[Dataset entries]
++++++++++++++++++++

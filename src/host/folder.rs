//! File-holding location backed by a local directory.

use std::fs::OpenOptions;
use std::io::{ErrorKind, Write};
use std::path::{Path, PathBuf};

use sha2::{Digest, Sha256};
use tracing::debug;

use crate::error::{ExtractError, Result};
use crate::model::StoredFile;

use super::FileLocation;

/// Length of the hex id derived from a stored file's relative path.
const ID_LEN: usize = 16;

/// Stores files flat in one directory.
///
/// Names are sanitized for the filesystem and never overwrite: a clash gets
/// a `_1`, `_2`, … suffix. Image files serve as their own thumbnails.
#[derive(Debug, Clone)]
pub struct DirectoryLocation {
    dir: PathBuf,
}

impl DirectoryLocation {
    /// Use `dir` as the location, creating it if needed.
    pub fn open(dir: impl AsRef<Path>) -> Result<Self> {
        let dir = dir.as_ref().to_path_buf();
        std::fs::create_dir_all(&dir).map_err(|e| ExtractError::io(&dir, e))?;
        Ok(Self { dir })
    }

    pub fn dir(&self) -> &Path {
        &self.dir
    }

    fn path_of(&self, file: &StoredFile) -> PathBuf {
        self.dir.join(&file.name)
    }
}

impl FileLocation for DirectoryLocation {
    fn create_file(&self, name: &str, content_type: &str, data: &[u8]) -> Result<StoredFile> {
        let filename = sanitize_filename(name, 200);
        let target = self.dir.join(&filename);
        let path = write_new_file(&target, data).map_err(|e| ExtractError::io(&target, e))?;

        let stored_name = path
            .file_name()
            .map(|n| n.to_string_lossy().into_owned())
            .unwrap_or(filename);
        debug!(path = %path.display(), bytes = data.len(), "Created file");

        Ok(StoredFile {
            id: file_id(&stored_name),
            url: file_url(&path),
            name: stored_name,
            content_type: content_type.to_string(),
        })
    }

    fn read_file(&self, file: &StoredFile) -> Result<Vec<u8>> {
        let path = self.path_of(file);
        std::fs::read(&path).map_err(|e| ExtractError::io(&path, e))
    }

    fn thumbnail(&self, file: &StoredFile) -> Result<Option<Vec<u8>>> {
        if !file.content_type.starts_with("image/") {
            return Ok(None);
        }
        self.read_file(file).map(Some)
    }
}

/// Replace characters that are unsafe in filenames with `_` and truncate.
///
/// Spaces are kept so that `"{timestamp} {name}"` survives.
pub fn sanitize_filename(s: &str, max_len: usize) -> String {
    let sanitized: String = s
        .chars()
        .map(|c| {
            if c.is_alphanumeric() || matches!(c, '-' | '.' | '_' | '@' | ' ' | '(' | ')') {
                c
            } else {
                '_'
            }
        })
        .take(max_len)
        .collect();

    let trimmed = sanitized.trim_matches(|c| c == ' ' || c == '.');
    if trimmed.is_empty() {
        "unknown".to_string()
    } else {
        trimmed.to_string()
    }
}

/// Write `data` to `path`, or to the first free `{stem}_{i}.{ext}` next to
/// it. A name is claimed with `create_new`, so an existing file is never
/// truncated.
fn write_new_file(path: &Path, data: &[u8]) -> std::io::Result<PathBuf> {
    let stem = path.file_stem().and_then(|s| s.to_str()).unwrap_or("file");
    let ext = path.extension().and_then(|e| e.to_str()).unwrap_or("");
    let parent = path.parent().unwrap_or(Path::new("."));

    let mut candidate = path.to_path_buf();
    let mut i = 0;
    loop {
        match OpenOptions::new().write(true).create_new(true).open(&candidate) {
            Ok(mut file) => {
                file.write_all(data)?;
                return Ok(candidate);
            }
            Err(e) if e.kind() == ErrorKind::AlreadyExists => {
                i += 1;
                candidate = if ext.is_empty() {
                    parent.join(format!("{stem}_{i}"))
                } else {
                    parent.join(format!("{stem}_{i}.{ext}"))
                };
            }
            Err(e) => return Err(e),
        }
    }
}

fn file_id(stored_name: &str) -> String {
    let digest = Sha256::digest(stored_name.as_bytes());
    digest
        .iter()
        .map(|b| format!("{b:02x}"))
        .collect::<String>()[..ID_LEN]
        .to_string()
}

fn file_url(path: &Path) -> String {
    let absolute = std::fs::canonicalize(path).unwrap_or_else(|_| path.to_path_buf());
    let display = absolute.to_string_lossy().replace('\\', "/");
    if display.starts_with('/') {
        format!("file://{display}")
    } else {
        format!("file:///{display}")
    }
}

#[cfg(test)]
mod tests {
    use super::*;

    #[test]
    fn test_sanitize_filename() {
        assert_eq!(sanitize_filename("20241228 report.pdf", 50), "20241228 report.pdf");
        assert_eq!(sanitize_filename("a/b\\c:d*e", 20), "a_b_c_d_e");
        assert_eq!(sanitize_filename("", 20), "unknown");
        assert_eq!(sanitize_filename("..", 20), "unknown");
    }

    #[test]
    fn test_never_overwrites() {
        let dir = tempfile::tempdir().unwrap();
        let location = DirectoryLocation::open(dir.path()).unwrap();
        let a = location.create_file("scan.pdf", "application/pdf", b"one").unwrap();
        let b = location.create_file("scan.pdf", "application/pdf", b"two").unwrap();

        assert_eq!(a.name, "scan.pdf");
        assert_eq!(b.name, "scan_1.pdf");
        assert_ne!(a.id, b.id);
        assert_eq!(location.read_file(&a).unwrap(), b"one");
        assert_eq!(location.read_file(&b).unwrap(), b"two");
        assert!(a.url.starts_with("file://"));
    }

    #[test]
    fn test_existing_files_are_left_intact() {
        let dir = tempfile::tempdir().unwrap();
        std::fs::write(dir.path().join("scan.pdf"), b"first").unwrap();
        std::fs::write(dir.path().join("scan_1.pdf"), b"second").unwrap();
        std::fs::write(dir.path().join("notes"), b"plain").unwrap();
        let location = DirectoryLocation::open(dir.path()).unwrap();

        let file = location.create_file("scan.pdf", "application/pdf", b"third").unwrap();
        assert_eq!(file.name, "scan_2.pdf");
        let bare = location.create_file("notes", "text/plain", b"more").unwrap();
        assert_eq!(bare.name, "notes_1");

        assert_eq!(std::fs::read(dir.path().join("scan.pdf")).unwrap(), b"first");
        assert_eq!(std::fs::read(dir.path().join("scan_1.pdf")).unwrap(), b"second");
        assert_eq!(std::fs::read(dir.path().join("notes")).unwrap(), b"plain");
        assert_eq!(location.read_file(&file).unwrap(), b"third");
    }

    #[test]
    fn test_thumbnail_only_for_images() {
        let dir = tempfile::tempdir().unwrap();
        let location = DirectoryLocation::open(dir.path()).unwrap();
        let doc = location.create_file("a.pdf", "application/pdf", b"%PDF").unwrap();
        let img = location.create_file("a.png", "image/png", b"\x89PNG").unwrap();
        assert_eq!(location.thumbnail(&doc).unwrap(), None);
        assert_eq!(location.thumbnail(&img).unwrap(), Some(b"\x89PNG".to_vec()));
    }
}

++++++++++++++++++++

• **What you are asked to do**
Report each line in the preceding entries that holds the string "return".

• **Written answer**
            return Ok(None);
                return Ok(candidate);
            Err(e) => return Err(e),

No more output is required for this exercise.